Firstly I am sorry for the times I slated you…
The times I wished my hips were smaller or my boobs were bigger.
The times when I was younger constantly wishing I was in a different body.
I am sorry for constantly putting you down because I was never happy with the person who was looking back at me.
If only I could go back in time and shake my younger self and say that those things do not matter! I wish I had stopped talking negatively to you and took advantage of my good health!
I’m sorry I did not treat you as well as I should have by not giving you enough food at times and other times overindulging.

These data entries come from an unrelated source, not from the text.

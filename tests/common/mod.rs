#![allow(dead_code)]

use axum::{Router, middleware, routing::get};
use axum_test::TestServer;
use chrono::NaiveDate;
use serde_json::json;
use sqlx::SqlitePool;
use std::sync::Arc;

use pawliday::api::handlers::health_handler;
use pawliday::api::middleware::auth;
use pawliday::api::routes::{protected_routes, public_routes};
use pawliday::state::AppState;
use pawliday::utils::password::hash_password;

pub fn create_test_state(pool: SqlitePool) -> AppState {
    AppState::new(Arc::new(pool), "test-signing-secret".to_string(), 3600)
}

/// Builds a test server with the full API surface and session middleware,
/// without rate limiting (the IP key extractor needs real socket info).
pub fn make_server(pool: SqlitePool) -> TestServer {
    let state = create_test_state(pool);

    let api = public_routes().merge(
        protected_routes().route_layer(middleware::from_fn_with_state(state.clone(), auth::layer)),
    );

    let app = Router::new()
        .route("/health", get(health_handler))
        .nest("/api", api)
        .with_state(state);

    TestServer::new(app).unwrap()
}

/// An authenticated sitter as the HTTP client sees it.
pub struct TestSession {
    pub sitter_id: i64,
    /// `Cookie` header value carrying the session token.
    pub cookie: String,
    /// Value to echo in `X-CSRF-Token` on mutating requests.
    pub csrf_token: String,
}

/// Registers a sitter through the API and captures its session.
pub async fn register_sitter(server: &TestServer, email: &str) -> TestSession {
    let response = server
        .post("/api/sitters/register")
        .json(&json!({
            "first_name": "Test",
            "last_name": "Sitter",
            "email": email,
            "password": "password123",
        }))
        .await;

    response.assert_status(axum::http::StatusCode::CREATED);

    let set_cookie = response
        .headers()
        .get(axum::http::header::SET_COOKIE)
        .expect("register must set a session cookie")
        .to_str()
        .unwrap()
        .to_string();
    let cookie = set_cookie.split(';').next().unwrap().to_string();

    let body = response.json::<serde_json::Value>();

    TestSession {
        sitter_id: body["sitter"]["id"].as_i64().unwrap(),
        cookie,
        csrf_token: body["csrf_token"].as_str().unwrap().to_string(),
    }
}

pub async fn create_test_sitter(pool: &SqlitePool, email: &str) -> i64 {
    let password_hash = hash_password("password123").unwrap();

    sqlx::query_scalar(
        r#"
        INSERT INTO sitters (first_name, last_name, email, password_hash, created_at)
        VALUES ('Test', 'Sitter', ?, ?, ?)
        RETURNING sitter_id
        "#,
    )
    .bind(email)
    .bind(password_hash)
    .bind(chrono::Utc::now())
    .fetch_one(pool)
    .await
    .unwrap()
}

pub async fn create_test_owner(pool: &SqlitePool, sitter_id: i64, email: &str, phone: &str) -> i64 {
    sqlx::query_scalar(
        r#"
        INSERT INTO owners (sitter_id, first_name, last_name, email, phone_number)
        VALUES (?, 'Max', 'Mustermann', ?, ?)
        RETURNING owner_id
        "#,
    )
    .bind(sitter_id)
    .bind(email)
    .bind(phone)
    .fetch_one(pool)
    .await
    .unwrap()
}

pub async fn create_test_dog(pool: &SqlitePool, owner_id: i64, chip_id: i64, name: &str) -> i64 {
    sqlx::query_scalar(
        r#"
        INSERT INTO dogs (chip_id, owner_id, name, birth_date, breed, height, weight,
                          food_per_day, gender, castrated, character, sociable, training, img_url)
        VALUES (?, ?, ?, ?, 'Labrador', 56, 30, 400, 'male', 1, 'calm', 1, 0, NULL)
        RETURNING dog_id
        "#,
    )
    .bind(chip_id)
    .bind(owner_id)
    .bind(name)
    .bind(NaiveDate::from_ymd_opt(2020, 5, 17).unwrap())
    .fetch_one(pool)
    .await
    .unwrap()
}

pub async fn count_rows(pool: &SqlitePool, table: &str) -> i64 {
    sqlx::query_scalar(&format!("SELECT COUNT(*) FROM {table}"))
        .fetch_one(pool)
        .await
        .unwrap()
}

When you began failing me at 21 I was angry! I couldn’t understand what was happening to me and why you would not let my bladder and bowel empty like they used to. I screamed at you, I yelled at you and I wanted to hurt you! I felt you were against me and we didn’t work as one…I was separate from you.
I’m sorry for the times I felt utter hatred towards you, blaming you for robbing me of my career, my 20’s and the dream to have a family.
My 20’s were tough I had no respect for you and felt in some twisted way I deserved my ill health.
Ironic that now looking back after many major surgeries and 2 stoma bags later I can now appreciate ALL of you.
Which brings me on to the most important thank you’s…
Thank you for getting me through the many operations, septic bouts and close calls. You have survived against the odds and still keep on going.
Thank you for helping me see that my scars and my stomas bags are my badges of honour, that they represent my strength and resilience! They tell a story of survival and show just how miraculous you are!
Thank you for not letting me down and keeping me alive. I know I need to listen to you more, especially when the septic bouts occur and I am trying to tune in when you are giving me signs to rest.
Thank you for being patient and allowing me to change my mindset! I love you more now than I ever did even when I was healthy! I no longer look in the mirror and wish my body looked different because I have worked hard to learn to love you. I don’t think I ever did from a really young age.
Now, I do not sweat about the small stuff and I have learnt to love you just as you are with all your perfect imperfections and that without them I would not be here!
Finally, thank you for being my body with all the organs that are not working quite as they should and the organs that have been removed, you still continue to amaze me with your natural instinct to keep fighting.
With everything that we have gone through together I now truly love and respect you more than I ever have and without my ill health, I believe I still would be hung up on the outside stuff. You have helped me find gratitude for my ill health and continue to work with me to now make new dreams and more amazing memories.